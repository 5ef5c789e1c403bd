#![warn(missing_docs)]
//! LearnTest CLI Library
//!
//! Command line front end of the regression runner. Use `learntest_cli::run()`
//! in a main function to get the full CLI: settings resolution, catalog
//! discovery, planning, supervised execution, comparison and reporting.
//!
//! # Example
//!
//! ```ignore
//! fn main() {
//!     match learntest_cli::run() {
//!         Ok(code) => std::process::exit(code),
//!         Err(e) => {
//!             eprintln!("Error: {:#}", e);
//!             std::process::exit(learntest_cli::exit_code_for_error(&e));
//!         }
//!     }
//! }
//! ```

mod abort;
mod config;
mod executor;
mod planner;
mod supervisor;

pub use abort::{AbortSignal, install_abort_handler};
pub use config::*;
pub use executor::{
    ExecutionConfig, Executor, RunReporter, TestExecutionResult, build_report_meta,
    format_human_output, format_plan,
};
pub use planner::{ExecutionPlan, SkipReason, build_plan};
pub use supervisor::*;

use clap::{Parser, Subcommand};
use learntest_compare::{ResultComparator, Tolerance};
use learntest_core::{
    CatalogError, ConfigError, EnvSettings, RunConfiguration, TimeLog, discover, parse_duration,
};
use learntest_report::{
    INVALID_CONFIGURATION_EXIT_CODE, OutputFormat, Report, generate_github_summary,
    generate_json_report,
};
use regex::Regex;
use std::io::Write;
use std::path::{Path, PathBuf};
use std::sync::Arc;
use std::time::Instant;

/// Exit code for failures that are neither test outcomes nor configuration
/// errors (unreadable time log, unwritable report, ...)
pub const INTERNAL_ERROR_EXIT_CODE: i32 = 70;

/// LearnTest CLI arguments
#[derive(Parser, Debug)]
#[command(name = "learntest")]
#[command(
    author,
    version,
    about = "LearnTest - regression test runner for native analytics toolkits"
)]
pub struct Cli {
    /// Optional subcommand (List, Run); defaults to Run
    #[command(subcommand)]
    pub command: Option<Commands>,

    /// Root of the test tree
    #[arg(default_value = ".")]
    pub root: PathBuf,

    /// Run only tests whose ID matches this regex
    #[arg(long)]
    pub filter: Option<String>,

    /// Output format: human, json, github
    #[arg(long)]
    pub format: Option<OutputFormat>,

    /// Output file (stdout if not specified)
    #[arg(short, long)]
    pub output: Option<PathBuf>,

    /// Number of tests run concurrently
    #[arg(short, long)]
    pub jobs: Option<usize>,

    /// Toolkit binary
    #[arg(long)]
    pub toolkit: Option<String>,

    /// Message-passing launcher used in parallel mode
    #[arg(long)]
    pub launcher: Option<String>,

    /// Dry run - list selected tests without executing
    #[arg(long)]
    pub dry_run: bool,

    /// Verbose output
    #[arg(short, long)]
    pub verbose: bool,
}

/// CLI subcommands
#[derive(Subcommand, Debug, Clone, Copy, PartialEq, Eq)]
pub enum Commands {
    /// List the selected tests and why others were skipped
    List,
    /// Run the selected tests (default)
    Run,
}

/// Run the LearnTest CLI with the process arguments.
///
/// # Returns
/// The process exit code: the worst outcome class of the run, or 0 for
/// listings.
pub fn run() -> anyhow::Result<i32> {
    let cli = Cli::parse();
    run_with_cli(cli)
}

/// Run the LearnTest CLI with pre-parsed arguments.
pub fn run_with_cli(cli: Cli) -> anyhow::Result<i32> {
    init_logging(cli.verbose);

    // Settings come from the environment; nothing runs on a bad value
    let settings = RunConfiguration::resolve(&EnvSettings)?;

    let root = std::path::absolute(&cli.root).unwrap_or_else(|_| cli.root.clone());
    if !root.is_dir() {
        return Err(CatalogError::RootNotFound(root).into());
    }

    // learntest.toml near the test tree, else near the current directory
    let config = LearnTestConfig::discover_from(&root)
        .or_else(LearnTestConfig::discover)
        .unwrap_or_default();

    let time_log_path = resolve_against(&root, &config.runner.time_log);
    let time_log = Arc::new(TimeLog::open(&time_log_path)?);
    tracing::debug!(path = %time_log_path.display(), entries = time_log.len(), "loaded time log");

    let filter = cli
        .filter
        .as_deref()
        .map(Regex::new)
        .transpose()
        .map_err(|e| ConfigError::InvalidConfiguration {
            name: "--filter".to_string(),
            value: cli.filter.clone().unwrap_or_default(),
            reason: e.to_string(),
        })?;

    let catalog = discover(&root, &time_log)?;
    let plan = build_plan(catalog, &settings, filter.as_ref());

    match cli.command {
        Some(Commands::List) => list_tests(&plan),
        Some(Commands::Run) | None if cli.dry_run => list_tests(&plan),
        Some(Commands::Run) | None => run_tests(&cli, &root, &config, settings, time_log, &plan),
    }
}

/// Process exit code for an error returned by [`run_with_cli`]
pub fn exit_code_for_error(error: &anyhow::Error) -> i32 {
    if error.downcast_ref::<ConfigError>().is_some()
        || matches!(
            error.downcast_ref::<CatalogError>(),
            Some(CatalogError::RootNotFound(_))
        )
    {
        INVALID_CONFIGURATION_EXIT_CODE
    } else {
        INTERNAL_ERROR_EXIT_CODE
    }
}

fn init_logging(verbose: bool) {
    let filter = if verbose {
        "learntest=debug"
    } else {
        "learntest=info"
    };
    // Logs go to stderr so JSON reports on stdout stay parseable
    let _ = tracing_subscriber::fmt()
        .with_env_filter(filter)
        .with_writer(std::io::stderr)
        .try_init();
}

fn list_tests(plan: &ExecutionPlan) -> anyhow::Result<i32> {
    println!("LearnTest Plan:");
    print!("{}", format_plan(plan));
    Ok(0)
}

/// Relative paths are taken from the test root
fn resolve_against(root: &Path, path: &str) -> PathBuf {
    let path = Path::new(path);
    if path.is_absolute() {
        path.to_path_buf()
    } else {
        root.join(path)
    }
}

/// Build the toolkit command: learntest.toml first, CLI flags override
fn build_toolkit_command(cli: &Cli, config: &LearnTestConfig) -> ToolkitCommand {
    let binary = cli.toolkit.as_deref().unwrap_or(&config.toolkit.binary);
    let launcher = cli.launcher.as_deref().unwrap_or(&config.toolkit.launcher);

    let kill_grace = match parse_duration(&config.runner.kill_grace) {
        Ok(grace) => grace,
        Err(e) => {
            tracing::warn!(
                value = %config.runner.kill_grace,
                "invalid kill_grace ({}), using {:?}",
                e,
                DEFAULT_KILL_GRACE
            );
            DEFAULT_KILL_GRACE
        }
    };

    ToolkitCommand::new(binary)
        .with_launcher(launcher, config.toolkit.launcher_args.clone())
        .with_kill_grace(kill_grace)
}

fn resolve_format(cli: &Cli, config: &LearnTestConfig) -> OutputFormat {
    cli.format.unwrap_or_else(|| {
        config.output.format.parse().unwrap_or_else(|e| {
            tracing::warn!("{} in {}, using human output", e, CONFIG_FILE);
            OutputFormat::Human
        })
    })
}

fn run_tests(
    cli: &Cli,
    root: &Path,
    config: &LearnTestConfig,
    settings: RunConfiguration,
    time_log: Arc<TimeLog>,
    plan: &ExecutionPlan,
) -> anyhow::Result<i32> {
    let format = resolve_format(cli, config);
    let jobs = cli.jobs.or(config.runner.jobs).unwrap_or(1).max(1);
    let tolerance = Tolerance::new(
        config.comparison.absolute_tolerance,
        config.comparison.relative_tolerance,
    );

    let settings = Arc::new(settings);
    let command = build_toolkit_command(cli, config);
    let meta = build_report_meta(root, &settings, &command, jobs, tolerance);

    if plan.tests.is_empty() {
        println!("No tests selected.");
        return Ok(0);
    }

    let mode = if settings.is_parallel() {
        format!("parallel, {} processes", settings.parallel_process_count)
    } else {
        "serial".to_string()
    };
    eprintln!(
        "Running {} tests ({}), {} job(s), platform {}...\n",
        plan.tests.len(),
        mode,
        jobs,
        settings.effective_platform()
    );

    let abort = AbortSignal::new();
    install_abort_handler();

    let comparator = ResultComparator::new(&settings)
        .with_tolerance(tolerance)
        .with_ignored_files(config.comparison.ignored_files.iter());
    let supervisor = Supervisor::new(settings, command, time_log, abort.clone());
    let executor = Executor::new(
        supervisor,
        comparator,
        ExecutionConfig {
            jobs,
            show_progress: !cli.verbose,
        },
    );

    let start_time = Instant::now();
    let reporter = executor.execute(&plan.tests)?;
    let report = reporter.build_report(&plan.tests, meta, start_time.elapsed());

    if abort.is_requested() {
        tracing::warn!(
            completed = report.summary.total,
            skipped = report.summary.skipped,
            "run aborted"
        );
    }

    let output_path = cli
        .output
        .clone()
        .or_else(|| config.output.report_path.as_ref().map(PathBuf::from));
    write_output(&report, format, output_path.as_deref())?;

    let code = report.summary.exit_code();
    if code != 0 {
        eprintln!(
            "\n{} of {} test(s) failed (exit code {})",
            report.summary.failed, report.summary.total, code
        );
    }
    Ok(code)
}

fn render(report: &Report, format: OutputFormat) -> anyhow::Result<String> {
    Ok(match format {
        OutputFormat::Json => generate_json_report(report)?,
        OutputFormat::GithubSummary => generate_github_summary(report),
        OutputFormat::Human => format_human_output(report),
    })
}

fn write_output(report: &Report, format: OutputFormat, path: Option<&Path>) -> anyhow::Result<()> {
    let output = render(report, format)?;

    match path {
        Some(path) => {
            if let Some(parent) = path.parent().filter(|p| !p.as_os_str().is_empty()) {
                std::fs::create_dir_all(parent)?;
            }
            let mut file = std::fs::File::create(path)?;
            file.write_all(output.as_bytes())?;
            if format != OutputFormat::Human {
                print!("{}", format_human_output(report));
            }
            println!("Report written to: {}", path.display());
        }
        None => print!("{}", output),
    }

    Ok(())
}
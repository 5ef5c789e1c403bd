//! Supervisor Process
//!
//! Runs the toolkit once per test case and turns whatever happens into
//! exactly one [`RunRecord`].
//!
//! Each run is placed in its own process group, so the launcher and every
//! cooperating worker it starts can be signalled as one unit. The
//! supervisor never polls the child directly: a waiter thread reports the
//! exit through a channel and the supervisor blocks on that channel in
//! short slices, checking the deadline and the abort flag in between.
//!
//! On timeout or abort: SIGTERM to the group, a grace period, then SIGKILL.

use crate::abort::AbortSignal;
use chrono::Utc;
use learntest_core::{
    ERROR_FILE, ExitStatus, OUTPUT_SCENARIO_FILE, RESULTS_DIR, RunConfiguration, RunRecord,
    SCENARIO_FILE, STDOUT_ERROR_FILE, TASK_LOG_FILE, TestCase, TimeLog, vars,
};
use std::io::Read;
use std::os::unix::process::{CommandExt, ExitStatusExt};
use std::path::{Path, PathBuf};
use std::process::{Child, Command, Stdio};
use std::sync::Arc;
use std::sync::mpsc::{self, Receiver, RecvTimeoutError};
use std::thread::JoinHandle;
use std::time::{Duration, Instant};
use thiserror::Error;

/// Longest uninterrupted wait on the child
const WAIT_SLICE: Duration = Duration::from_millis(100);

/// Default delay between SIGTERM and SIGKILL
pub const DEFAULT_KILL_GRACE: Duration = Duration::from_millis(500);

/// Launcher exit codes from this value up report a worker killed by a signal
const LAUNCHER_SIGNAL_EXIT: i32 = 128;

/// Errors that keep a toolkit run from completing normally
#[derive(Debug, Error)]
pub enum SupervisorError {
    /// The results directory could not be cleared or created
    #[error("Failed to prepare results directory {path}: {source}")]
    PrepareFailed {
        /// Results directory
        path: PathBuf,
        /// Underlying error
        #[source]
        source: std::io::Error,
    },

    /// The toolkit or launcher could not be started
    #[error("Failed to spawn {program}: {source}")]
    SpawnFailed {
        /// Program that failed to start
        program: String,
        /// Underlying error
        #[source]
        source: std::io::Error,
    },

    /// Waiting on the child failed
    #[error("Failed to wait for toolkit: {0}")]
    WaitFailed(#[source] std::io::Error),
}

/// How to start the toolkit
#[derive(Debug, Clone)]
pub struct ToolkitCommand {
    /// Toolkit executable
    pub binary: PathBuf,
    /// Message-passing launcher, used in parallel mode
    pub launcher: PathBuf,
    /// Extra launcher arguments, placed before `-n N`
    pub launcher_args: Vec<String>,
    /// Delay between SIGTERM and SIGKILL
    pub kill_grace: Duration,
}

impl ToolkitCommand {
    /// Toolkit command with the default launcher
    pub fn new(binary: impl AsRef<str>) -> Self {
        Self {
            binary: resolve_program(binary.as_ref()),
            launcher: resolve_program("mpiexec"),
            launcher_args: Vec::new(),
            kill_grace: DEFAULT_KILL_GRACE,
        }
    }

    /// Use another launcher
    pub fn with_launcher(mut self, launcher: impl AsRef<str>, args: Vec<String>) -> Self {
        self.launcher = resolve_program(launcher.as_ref());
        self.launcher_args = args;
        self
    }

    /// Use another kill grace period
    pub fn with_kill_grace(mut self, grace: Duration) -> Self {
        self.kill_grace = grace;
        self
    }
}

/// Relative paths with a directory part are anchored at the current
/// directory, since the toolkit runs from the test directory. Bare names are
/// left to PATH lookup.
fn resolve_program(program: &str) -> PathBuf {
    let path = Path::new(program);
    if path.is_relative() && path.components().count() > 1 {
        std::path::absolute(path).unwrap_or_else(|_| path.to_path_buf())
    } else {
        path.to_path_buf()
    }
}

/// How the wait loop ended
enum WaitOutcome {
    Exited(std::io::Result<std::process::ExitStatus>),
    TimedOut(Option<std::process::ExitStatus>),
    Aborted(Option<std::process::ExitStatus>),
}

/// Runs test cases under a shared configuration
pub struct Supervisor {
    config: Arc<RunConfiguration>,
    command: ToolkitCommand,
    time_log: Arc<TimeLog>,
    abort: AbortSignal,
}

impl Supervisor {
    /// Create a new supervisor
    pub fn new(
        config: Arc<RunConfiguration>,
        command: ToolkitCommand,
        time_log: Arc<TimeLog>,
        abort: AbortSignal,
    ) -> Self {
        Self {
            config,
            command,
            time_log,
            abort,
        }
    }

    /// Shared run configuration
    pub fn config(&self) -> &RunConfiguration {
        &self.config
    }

    /// Abort flag of this run
    pub fn abort_signal(&self) -> &AbortSignal {
        &self.abort
    }

    /// Watchdog limit for a test case
    pub fn timeout_for(&self, case: &TestCase) -> Duration {
        self.config.timeout_limit.for_history(case.historical_run_time)
    }

    /// Absolute path of the memory statistics log for a test, when enabled
    pub fn mem_stats_log_path(&self, case: &TestCase) -> Option<PathBuf> {
        let name = self.config.mem_stats.log_file_name.as_ref()?;
        let path = case.produced_results_dir().join(name);
        Some(std::path::absolute(&path).unwrap_or(path))
    }

    /// Full command line for a test case: program, then arguments
    pub fn command_line(&self) -> (PathBuf, Vec<String>) {
        let mut toolkit_args = Vec::new();
        if self.config.batch_mode {
            toolkit_args.push("-b".to_string());
        }
        toolkit_args.push("-i".to_string());
        toolkit_args.push(SCENARIO_FILE.to_string());
        toolkit_args.push("-e".to_string());
        toolkit_args.push(format!("{}/{}", RESULTS_DIR, ERROR_FILE));
        if self.config.task_file_mode {
            toolkit_args.push("-t".to_string());
            toolkit_args.push(format!("{}/{}", RESULTS_DIR, TASK_LOG_FILE));
        }
        if self.config.output_scenario_mode {
            toolkit_args.push("-o".to_string());
            toolkit_args.push(format!("{}/{}", RESULTS_DIR, OUTPUT_SCENARIO_FILE));
        }

        if !self.config.is_parallel() {
            return (self.command.binary.clone(), toolkit_args);
        }

        let mut args = self.command.launcher_args.clone();
        args.push("-n".to_string());
        args.push(self.config.parallel_process_count.to_string());
        args.push(self.command.binary.to_string_lossy().into_owned());
        args.extend(toolkit_args);
        (self.command.launcher.clone(), args)
    }

    /// Execute one test case. Never fails: every problem becomes the status
    /// of the returned record.
    pub fn run_test(&self, case: &TestCase) -> RunRecord {
        let timeout = self.timeout_for(case);
        let start_time = Utc::now();
        let start = Instant::now();

        let mut record = RunRecord {
            test_case: case.clone(),
            start_time,
            end_time: start_time,
            elapsed: Duration::ZERO,
            timeout,
            exit_status: ExitStatus::Crashed,
            exit_code: None,
            signal: None,
            produced_results_path: case.produced_results_dir(),
            stdout: String::new(),
            stderr: String::new(),
            aborted: false,
        };

        tracing::debug!(test = %case.id, timeout_secs = timeout.as_secs_f64(), "starting toolkit");

        match self.execute(case, timeout, start) {
            Ok((outcome, stdout, stderr)) => {
                record.stdout = stdout;
                record.stderr = stderr;
                self.classify(&mut record, outcome);
            }
            Err(e) => {
                tracing::warn!(test = %case.id, "{}", e);
                record.stderr = e.to_string();
            }
        }

        record.elapsed = start.elapsed();
        record.end_time = Utc::now();

        write_output_capture(&record);

        if record.aborted {
            tracing::info!(test = %case.id, "aborted");
        } else {
            if let Err(e) = self.time_log.record(&record) {
                tracing::warn!(test = %case.id, "failed to update time log: {}", e);
            }
            tracing::info!(
                test = %case.id,
                status = %record.exit_status,
                elapsed_secs = record.elapsed.as_secs_f64(),
                "toolkit finished"
            );
        }
        record
    }

    fn execute(
        &self,
        case: &TestCase,
        timeout: Duration,
        start: Instant,
    ) -> Result<(WaitOutcome, String, String), SupervisorError> {
        let results = case.produced_results_dir();
        prepare_results_dir(&results)?;

        let mut child = self.spawn(case)?;
        let pgid = child.id() as libc::pid_t;

        let stdout = drain(child.stdout.take());
        let stderr = drain(child.stderr.take());
        let exit = wait_in_background(child);

        // No deadline when the limit is beyond what the clock can represent
        let deadline = start.checked_add(timeout);
        let outcome = loop {
            if self.abort.is_requested() {
                break WaitOutcome::Aborted(self.kill_group(pgid, &exit));
            }
            let remaining = deadline.map(|d| d.saturating_duration_since(Instant::now()));
            if remaining == Some(Duration::ZERO) {
                tracing::warn!(test = %case.id, "timeout after {:.1}s, killing", timeout.as_secs_f64());
                break WaitOutcome::TimedOut(self.kill_group(pgid, &exit));
            }
            let slice = remaining.map_or(WAIT_SLICE, |r| r.min(WAIT_SLICE));
            match exit.recv_timeout(slice) {
                Ok(status) => break WaitOutcome::Exited(status),
                Err(RecvTimeoutError::Timeout) => continue,
                Err(RecvTimeoutError::Disconnected) => {
                    break WaitOutcome::Exited(Err(std::io::Error::other("waiter thread exited")));
                }
            }
        };

        // Stray workers of the group must not outlive the run
        signal_group(pgid, libc::SIGKILL);

        Ok((outcome, join_output(stdout), join_output(stderr)))
    }

    fn spawn(&self, case: &TestCase) -> Result<Child, SupervisorError> {
        let (program, args) = self.command_line();
        let mut command = Command::new(&program);
        command
            .args(&args)
            .current_dir(&case.dir)
            .stdin(Stdio::null())
            .stdout(Stdio::piped())
            .stderr(Stdio::piped())
            .process_group(0);

        for name in vars::ALL {
            command.env_remove(name);
        }
        let mem_stats_log = self
            .mem_stats_log_path(case)
            .map(|p| p.to_string_lossy().into_owned());
        for (name, value) in self.config.toolkit_env(mem_stats_log.as_deref()) {
            command.env(name, value);
        }

        command.spawn().map_err(|source| SupervisorError::SpawnFailed {
            program: program.display().to_string(),
            source,
        })
    }

    /// SIGTERM, grace period, SIGKILL. Returns the exit status if the
    /// waiter reported one.
    fn kill_group(
        &self,
        pgid: libc::pid_t,
        exit: &Receiver<std::io::Result<std::process::ExitStatus>>,
    ) -> Option<std::process::ExitStatus> {
        signal_group(pgid, libc::SIGTERM);
        if let Ok(status) = exit.recv_timeout(self.command.kill_grace) {
            return status.ok();
        }
        signal_group(pgid, libc::SIGKILL);
        exit.recv().ok().and_then(Result::ok)
    }

    fn classify(&self, record: &mut RunRecord, outcome: WaitOutcome) {
        let status = match outcome {
            WaitOutcome::TimedOut(status) => {
                record.exit_status = ExitStatus::TimedOut;
                record.signal = status.and_then(|s| s.signal());
                return;
            }
            WaitOutcome::Aborted(status) => {
                record.exit_status = ExitStatus::Crashed;
                record.aborted = true;
                record.signal = status.and_then(|s| s.signal());
                return;
            }
            WaitOutcome::Exited(Err(e)) => {
                record.exit_status = ExitStatus::Crashed;
                record.stderr.push_str(&SupervisorError::WaitFailed(e).to_string());
                return;
            }
            WaitOutcome::Exited(Ok(status)) => status,
        };

        record.exit_code = status.code();
        record.signal = status.signal();
        record.exit_status = match (status.code(), status.signal()) {
            (Some(0), _) => ExitStatus::Ok,
            // The launcher reports a worker killed by a signal as 128 + signal
            (Some(code), _) if self.config.is_parallel() && code >= LAUNCHER_SIGNAL_EXIT => {
                ExitStatus::Crashed
            }
            (Some(_), _) => ExitStatus::NonzeroExit,
            (None, _) => ExitStatus::Crashed,
        };
    }
}

fn prepare_results_dir(path: &Path) -> Result<(), SupervisorError> {
    let prepare = || -> std::io::Result<()> {
        if path.exists() {
            std::fs::remove_dir_all(path)?;
        }
        std::fs::create_dir_all(path)
    };
    prepare().map_err(|source| SupervisorError::PrepareFailed {
        path: path.to_path_buf(),
        source,
    })
}

/// Send a signal to a whole process group. ESRCH (already gone) is ignored.
fn signal_group(pgid: libc::pid_t, signal: libc::c_int) {
    if pgid <= 0 {
        return;
    }
    unsafe {
        libc::kill(-pgid, signal);
    }
}

fn wait_in_background(
    mut child: Child,
) -> Receiver<std::io::Result<std::process::ExitStatus>> {
    let (tx, rx) = mpsc::channel();
    std::thread::spawn(move || {
        let _ = tx.send(child.wait());
    });
    rx
}

fn drain<R: Read + Send + 'static>(pipe: Option<R>) -> Option<JoinHandle<String>> {
    let mut pipe = pipe?;
    Some(std::thread::spawn(move || {
        let mut buf = Vec::new();
        let _ = pipe.read_to_end(&mut buf);
        String::from_utf8_lossy(&buf).into_owned()
    }))
}

fn join_output(handle: Option<JoinHandle<String>>) -> String {
    handle
        .and_then(|h| h.join().ok())
        .unwrap_or_default()
}

/// Keep the toolkit's textual output next to its results, where
/// expected-failure references capture it.
fn write_output_capture(record: &RunRecord) {
    if record.stdout.is_empty() && record.stderr.is_empty() {
        return;
    }
    let dir = &record.produced_results_path;
    if !dir.is_dir() {
        return;
    }
    let content = format!("{}{}", record.stdout, record.stderr);
    if let Err(e) = std::fs::write(dir.join(STDOUT_ERROR_FILE), content) {
        tracing::warn!(test = %record.test_id(), "failed to write {}: {}", STDOUT_ERROR_FILE, e);
    }
}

━━━━━━

Your task
Print exactly the lines of the listing above starting at the line containing "Bare names are" and ending at the line containing "std::path::absolute(path).unwrap_or_else(|_| path.to_path_buf())", both included.

Answer to this task
/// directory, since the toolkit runs from the test directory. Bare names are
/// left to PATH lookup.
fn resolve_program(program: &str) -> PathBuf {
    let path = Path::new(program);
    if path.is_relative() && path.components().count() > 1 {
        std::path::absolute(path).unwrap_or_else(|_| path.to_path_buf())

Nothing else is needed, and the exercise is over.